By looking at the plan that is generated for this update, it can be seen that we aren't really taking advantage of our index on the [billing_code] column.  Instead, we are simply scanning that index and sucking all of the values out, and joining that with each billingCode attribute from our xml instance.  This is not a solution that will scale well as we get more customers!  One problem that we have is since the comparison is being done in XQuery, we have to use XQuery comparison semantics.  This comparison is not collation-sensitive, and since it is possible for the billingCode attribute to have more than 32 characters, we have to perform the comparison using an nvarchar(max).  In other words, we simply don't have enough information in our index to perform this comparison in XQuery efficiently.

Rather then trying to perform the comparison in XQuery, why not perform the comparison using T-SQL and the value() method?  Here is a similar stored proc which uses the value() method:

create proc parseSummaryValue
 @callSummary xml
as
begin
 insert [calls] ([customer_id], [number], [minutes])
  select [cust].[id],
      [call].[ref].value(
'@number', 'varchar(32)'),
      [call].[ref].value(
'@callTime', 'int')
  from @callSummary.nodes('/CallSummary/Call') [call]([ref])
  join [customers] [cust]
   on [cust].[billing_code] = [call].[ref].value(
'@billingCode', 'varchar(32)')     
end

Now, looking at the plan here, we can see a nested loops join where for each <Call> element in the incoming xml, we perform an index seek on the [customers] table to find the appropriate customer id.  This solution will scale in terms of the size of the incoming data, rather than the total number of customers.

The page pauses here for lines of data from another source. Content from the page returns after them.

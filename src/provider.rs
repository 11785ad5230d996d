//! Partner data providers
//!
//! The page never owns its data: a [`PartnerProvider`] supplies the three
//! collections and the page copy. [`SampleProvider`] carries the built-in
//! placeholder content; [`TomlProvider`] reads a data file so real partners
//! can be published without code changes.

use anyhow::{Context, Result, bail};
use serde::Deserialize;
use std::fs;
use std::path::{Path, PathBuf};

use crate::content::{ContentOverrides, PageContent};
use crate::logo::LogoRef;
use crate::partner::{PartnerCollection, PartnerDirectory, PartnerRecord, Tier};

/// Source of the page's partner collections and copy.
pub trait PartnerProvider {
    /// Loads the three partner collections.
    ///
    /// # Errors
    ///
    /// Returns error if the data cannot be read or violates collection
    /// invariants.
    fn partners(&self) -> Result<PartnerDirectory>;

    /// Loads the page copy. Defaults to the built-in copy.
    fn content(&self) -> Result<PageContent> {
        Ok(PageContent::default())
    }
}

/// Built-in sample content with generated placeholder logos.
///
/// Six placeholder logos stand in for the institution's logo files; the
/// apoio tier reuses some of them.
#[derive(Debug, Clone, Copy, Default)]
pub struct SampleProvider;

impl SampleProvider {
    fn collection(entries: &[(u32, &str, &str)]) -> Result<PartnerCollection> {
        PartnerCollection::new(
            entries
                .iter()
                .map(|&(id, name, logo)| PartnerRecord::new(id, name, LogoRef::placeholder(logo)))
                .collect(),
        )
    }
}

impl PartnerProvider for SampleProvider {
    fn partners(&self) -> Result<PartnerDirectory> {
        let mantenedores = Self::collection(&[(1, "Empresa 1", "logo-1"), (2, "Empresa 2", "logo-2")])?;

        let parceiros = Self::collection(&[
            (1, "Parceiro 1", "logo-1"),
            (2, "Parceiro 2", "logo-2"),
            (3, "Parceiro 3", "logo-3"),
            (4, "Parceiro 4", "logo-4"),
            (5, "Parceiro 5", "logo-5"),
            (6, "Parceiro 6", "logo-6"),
        ])?;

        let apoio = Self::collection(&[
            (6, "Apoio 6", "logo-6"),
            (7, "Apoio 7", "logo-1"),
            (8, "Apoio 8", "logo-2"),
            (9, "Apoio 9", "logo-3"),
        ])?;

        Ok(PartnerDirectory::new(mantenedores, parceiros, apoio))
    }
}

#[derive(Debug, Clone, Deserialize)]
#[serde(deny_unknown_fields)]
struct RecordEntry {
    id: u32,
    name: String,
    logo: Option<PathBuf>,
    placeholder: Option<String>,
}

#[derive(Debug, Clone, Default, Deserialize)]
#[serde(deny_unknown_fields)]
struct DataFile {
    #[serde(default)]
    page: ContentOverrides,
    #[serde(default)]
    mantenedor: Vec<RecordEntry>,
    #[serde(default)]
    parceiro: Vec<RecordEntry>,
    #[serde(default)]
    apoio: Vec<RecordEntry>,
}

impl DataFile {
    fn entries(&self, tier: Tier) -> &[RecordEntry] {
        match tier {
            Tier::Mantenedor => &self.mantenedor,
            Tier::Parceiro => &self.parceiro,
            Tier::Apoio => &self.apoio,
        }
    }
}

/// Partner data read from a TOML file.
///
/// Logo paths are relative to the data file's directory. See the crate
/// README for the file layout.
#[derive(Debug, Clone)]
pub struct TomlProvider {
    data: DataFile,
    base_dir: PathBuf,
}

impl TomlProvider {
    /// Reads and parses a data file.
    ///
    /// # Errors
    ///
    /// Returns error if the file cannot be read or is not a valid data file.
    pub fn from_path(path: impl AsRef<Path>) -> Result<Self> {
        let path = path.as_ref();
        let source = fs::read_to_string(path)
            .with_context(|| format!("Failed to read partner data: {}", path.display()))?;

        let base_dir = path
            .parent()
            .map(Path::to_path_buf)
            .unwrap_or_default();

        Self::from_source(&source, base_dir)
            .with_context(|| format!("Invalid partner data: {}", path.display()))
    }

    /// Parses data file source, resolving logos against `base_dir`.
    ///
    /// # Errors
    ///
    /// Returns error on TOML syntax errors or unknown keys.
    pub fn from_source(source: &str, base_dir: impl Into<PathBuf>) -> Result<Self> {
        let data: DataFile = toml::from_str(source).context("Failed to parse TOML")?;
        Ok(Self {
            data,
            base_dir: base_dir.into(),
        })
    }

    fn record(&self, tier: Tier, entry: &RecordEntry) -> Result<PartnerRecord> {
        let logo = match (&entry.logo, &entry.placeholder) {
            (Some(path), None) => LogoRef::asset(path.clone()).relative_to(&self.base_dir),
            (None, Some(key)) => LogoRef::placeholder(key.clone()),
            (Some(_), Some(_)) => bail!(
                "Partner '{}' in [[{}]] sets both logo and placeholder",
                entry.name,
                tier.key()
            ),
            (None, None) => bail!(
                "Partner '{}' in [[{}]] needs a logo or placeholder",
                entry.name,
                tier.key()
            ),
        };

        Ok(PartnerRecord::new(entry.id, entry.name.clone(), logo))
    }

    fn collection(&self, tier: Tier) -> Result<PartnerCollection> {
        let records = self
            .data
            .entries(tier)
            .iter()
            .map(|entry| self.record(tier, entry))
            .collect::<Result<Vec<_>>>()?;

        PartnerCollection::new(records).with_context(|| format!("Invalid [[{}]] collection", tier.key()))
    }
}

impl PartnerProvider for TomlProvider {
    fn partners(&self) -> Result<PartnerDirectory> {
        Ok(PartnerDirectory::new(
            self.collection(Tier::Mantenedor)?,
            self.collection(Tier::Parceiro)?,
            self.collection(Tier::Apoio)?,
        ))
    }

    fn content(&self) -> Result<PageContent> {
        let mut content = PageContent::default();
        content.apply(self.data.page.clone());
        Ok(content)
    }
}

There are a couple of key points here to recognize.  The first is that the two queries are not the same.  One truncates the XML text node to 32 characters for the purposes of being able to perform a quick index lookup.  Depending on your scenario this may not be desireable, and you will want to perform the comparison using XQuery semantics.  In this case, you should use exist() but be aware that you may not be able to take much advantage of your existing relational indexes.  Another point is that value() is not just for "top level" projects of data from your XML instances, but can also be a useful tool for performing comparisons in the SQL context.  Finally, The last point that I am trying to make is that there is no silver bullet for getting the most performance out of your XQuery statements.  It is just as wrong to say "use exist()" as it is to say "use value()" for comparisons because they do different things.  Instead, you should carefully analyze your scenario by looking at the plans that are generated and make your decisions based on that.